Ferdinand Hodler Portrait of Giulia Leonardi 1910
“Portrait of Guilia Leonardi” (1910)
by Ferdinand Hodler*

“I fear I will be ripped open and found unsightly.” ~ Anne Sexton, from A Self Portrait In Letters

Sunday afternoon. Sunny and chilly, 51 degrees.

Well, long time, no write, hmm?

Let’s see. Where were we? When last I posted, I was in the midst of a never ending migraine, one that wouldn’t abate with shots, meds, what have you. Finally, I went on an aggressive two-week regimen with upped doses of my pain meds, and it seemed to break, at least for a while. Good news on that front, yes, but don’t worry. Things continued to be interesting.

Ferdinand Hodler Portrait of Berthe Jacques 1894 oil on canvas
“Portrait of Berthe Jacques” (1894, oil on canvas)

It seems I’ve developed akathisia from my seroquel, one of the meds I was on for sleep and anxiety. What is akathisia, you might ask?

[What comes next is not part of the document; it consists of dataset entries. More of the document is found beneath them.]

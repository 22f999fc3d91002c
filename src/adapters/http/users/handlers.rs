//! HTTP handlers for user administration endpoints. All admin-only.

use std::sync::Arc;

use axum::{
    extract::{Path, State},
    http::StatusCode,
    response::{IntoResponse, Response},
    Json,
};

use crate::adapters::http::middleware::{ensure_roles, RequireAuth};
use crate::adapters::http::{bad_request, error_response};
use crate::application::handlers::users::{
    CreateUserCommand, CreateUserHandler, ListUsersHandler, SyncUsersCommand, SyncUsersHandler,
    UpdateUserCommand, UpdateUserHandler,
};
use crate::domain::foundation::{UserId, UserRole};

use super::dto::{
    CreateUserRequest, SyncUsersRequest, SyncUsersResponse, UpdateUserRequest, UserListResponse,
    UserResponse,
};

#[derive(Clone)]
pub struct UserHandlers {
    pub create: Arc<CreateUserHandler>,
    pub update: Arc<UpdateUserHandler>,
    pub list: Arc<ListUsersHandler>,
    pub sync: Arc<SyncUsersHandler>,
}

/// GET /api/users
pub async fn list_users(
    State(handlers): State<UserHandlers>,
    RequireAuth(actor): RequireAuth,
) -> Response {
    if let Err(response) = ensure_roles(&actor, &[UserRole::Admin]) {
        return response;
    }
    match handlers.list.handle().await {
        Ok(items) => {
            let body: Vec<UserListResponse> = items.into_iter().map(Into::into).collect();
            (StatusCode::OK, Json(body)).into_response()
        }
        Err(e) => error_response(e),
    }
}

/// POST /api/users
pub async fn create_user(
    State(handlers): State<UserHandlers>,
    RequireAuth(actor): RequireAuth,
    Json(req): Json<CreateUserRequest>,
) -> Response {
    if let Err(response) = ensure_roles(&actor, &[UserRole::Admin]) {
        return response;
    }
    let cmd = CreateUserCommand {
        identification: req.identification,
        name: req.name,
        email: req.email,
        role: req.role,
        password: req.password,
        warehouse_ids: req.warehouse_ids,
    };
    match handlers.create.handle(cmd).await {
        Ok(user) => (StatusCode::CREATED, Json(UserResponse::from(&user))).into_response(),
        Err(e) => error_response(e),
    }
}

/// PUT /api/users/:id
pub async fn update_user(
    State(handlers): State<UserHandlers>,
    RequireAuth(actor): RequireAuth,
    Path(id): Path<String>,
    Json(req): Json<UpdateUserRequest>,
) -> Response {
    if let Err(response) = ensure_roles(&actor, &[UserRole::Admin]) {
        return response;
    }
    let Ok(user_id) = id.parse::<UserId>() else {
        return bad_request("Invalid user ID");
    };
    let cmd = UpdateUserCommand {
        user_id,
        identification: req.identification,
        name: req.name,
        email: req.email,
        role: req.role,
        password: req.password,
        warehouse_ids: req.warehouse_ids,
        is_active: req.is_active,
    };
    match handlers.update.handle(cmd).await {
        Ok(user) => (StatusCode::OK, Json(UserResponse::from(&user))).into_response(),
        Err(e) => error_response(e),
    }
}

/// POST /api/users/sync
pub async fn sync_users(
    State(handlers): State<UserHandlers>,
    RequireAuth(actor): RequireAuth,
    Json(req): Json<SyncUsersRequest>,
) -> Response {
    if let Err(response) = ensure_roles(&actor, &[UserRole::Admin]) {
        return response;
    }
    match handlers.sync.handle(SyncUsersCommand { limit: req.limit }).await {
        Ok(created) => (StatusCode::OK, Json(SyncUsersResponse { created })).into_response(),
        Err(e) => error_response(e),
    }
}
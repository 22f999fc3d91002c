//! HTTP middleware.

mod auth;

pub use auth::{auth_middleware, ensure_roles, AuthRejection, AuthState, RequireAuth};
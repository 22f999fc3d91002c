//! Stocktake - Warehouse inventory-counting administration backend.
//!
//! Manages warehouses, products, measurement units, users, and periodic
//! inventory count sessions in which staff record physical stock counts
//! per product. The counting rule engine (session lifecycle, count
//! registration, unit conversion, access scoping) lives in `domain` and
//! `application`; transport and persistence are adapters behind ports.

pub mod adapters;
pub mod application;
pub mod config;
pub mod domain;
pub mod ports;
//! User entity.
//!
//! Users authenticate with email + password and act under one of three
//! roles. Warehouse assignments scope what WAREHOUSE_MANAGER and
//! PROCESS_LEADER actors may touch; an empty assignment set means
//! unrestricted. The password credential is optional: directory-synced
//! users exist without one until an admin sets it.

use serde::{Deserialize, Serialize};

use crate::domain::foundation::{DomainError, Timestamp, UserId, UserRole, WarehouseId};

/// An operator of the counting application.
#[derive(Debug, Clone, PartialEq, Serialize, Deserialize)]
pub struct User {
    id: UserId,
    identification: String,
    name: String,
    email: String,
    role: UserRole,
    hashed_password: Option<String>,
    warehouse_ids: Vec<WarehouseId>,
    is_active: bool,
    last_login: Option<Timestamp>,
    created_at: Timestamp,
    updated_at: Timestamp,
}

impl User {
    /// Create a new active user.
    ///
    /// Trims identification and name, lowercases the email.
    ///
    /// # Errors
    ///
    /// - `ValidationFailed` if identification, name, or email is empty
    #[allow(clippy::too_many_arguments)]
    pub fn new(
        id: UserId,
        identification: &str,
        name: &str,
        email: &str,
        role: UserRole,
        hashed_password: Option<String>,
        warehouse_ids: Vec<WarehouseId>,
        now: Timestamp,
    ) -> Result<Self, DomainError> {
        let identification = identification.trim();
        if identification.is_empty() {
            return Err(DomainError::validation("identification", "is required"));
        }
        let name = name.trim();
        if name.is_empty() {
            return Err(DomainError::validation("name", "is required"));
        }
        let email = normalize_email(email)?;
        Ok(Self {
            id,
            identification: identification.to_string(),
            name: name.to_string(),
            email,
            role,
            hashed_password,
            warehouse_ids,
            is_active: true,
            last_login: None,
            created_at: now,
            updated_at: now,
        })
    }

    /// Reconstitute a user from persistence (no validation).
    #[allow(clippy::too_many_arguments)]
    pub fn reconstitute(
        id: UserId,
        identification: String,
        name: String,
        email: String,
        role: UserRole,
        hashed_password: Option<String>,
        warehouse_ids: Vec<WarehouseId>,
        is_active: bool,
        last_login: Option<Timestamp>,
        created_at: Timestamp,
        updated_at: Timestamp,
    ) -> Self {
        Self {
            id,
            identification,
            name,
            email,
            role,
            hashed_password,
            warehouse_ids,
            is_active,
            last_login,
            created_at,
            updated_at,
        }
    }

    pub fn id(&self) -> &UserId {
        &self.id
    }

    pub fn identification(&self) -> &str {
        &self.identification
    }

    pub fn name(&self) -> &str {
        &self.name
    }

    pub fn email(&self) -> &str {
        &self.email
    }

    pub fn role(&self) -> UserRole {
        self.role
    }

    pub fn hashed_password(&self) -> Option<&str> {
        self.hashed_password.as_deref()
    }

    pub fn warehouse_ids(&self) -> &[WarehouseId] {
        &self.warehouse_ids
    }

    pub fn is_active(&self) -> bool {
        self.is_active
    }

    pub fn last_login(&self) -> Option<&Timestamp> {
        self.last_login.as_ref()
    }

    pub fn created_at(&self) -> &Timestamp {
        &self.created_at
    }

    pub fn updated_at(&self) -> &Timestamp {
        &self.updated_at
    }

    // ─────────────────────────────────────────────────────────────────────
    // Snapshot updates - each returns a new record, never mutates in place
    // ─────────────────────────────────────────────────────────────────────

    /// Snapshot with a new identification.
    pub fn with_identification(mut self, identification: &str) -> Self {
        self.identification = identification.trim().to_string();
        self
    }

    /// Snapshot with a new display name.
    pub fn with_name(mut self, name: &str) -> Self {
        self.name = name.trim().to_string();
        self
    }

    /// Snapshot with a new (normalized) email.
    pub fn with_email(mut self, email: &str) -> Result<Self, DomainError> {
        self.email = normalize_email(email)?;
        Ok(self)
    }

    /// Snapshot with a new role.
    pub fn with_role(mut self, role: UserRole) -> Self {
        self.role = role;
        self
    }

    /// Snapshot with a new password hash.
    pub fn with_password_hash(mut self, hashed_password: String) -> Self {
        self.hashed_password = Some(hashed_password);
        self
    }

    /// Snapshot with a new warehouse assignment set.
    pub fn with_warehouses(mut self, warehouse_ids: Vec<WarehouseId>) -> Self {
        self.warehouse_ids = warehouse_ids;
        self
    }

    /// Snapshot with a new active flag.
    pub fn with_active(mut self, is_active: bool) -> Self {
        self.is_active = is_active;
        self
    }

    /// Snapshot recording a successful login.
    pub fn logged_in_at(mut self, now: Timestamp) -> Self {
        self.last_login = Some(now);
        self
    }

    /// Snapshot with a refreshed update timestamp.
    pub fn touched(mut self, now: Timestamp) -> Self {
        self.updated_at = now;
        self
    }
}

fn normalize_email(email: &str) -> Result<String, DomainError> {
    let email = email.trim().to_lowercase();
    if email.is_empty() {
        return Err(DomainError::validation("email", "is required"));
    }
    Ok(email)
}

Well, it’s this wonderful condition in which you cannot stop your body from moving: tapping feet, rocking from side to side, and all kinds of variations. Mine appeared as an ability to keep my feet from moving while lying in bed at night, but I didn’t really think anything of it. I have no idea when it started, exactly, but it’s been going on for a while.

So at my last check-in with my prescribing psychiatrist, she noticed that I was fidgety. She asked me how long I had been that way. Who knows, I said. I’m quite anxious at the moment with everything that’s going on in my life. Could be that, I said. She gave me a look, suggested we switch up meds, try an extended release seroquel. Great.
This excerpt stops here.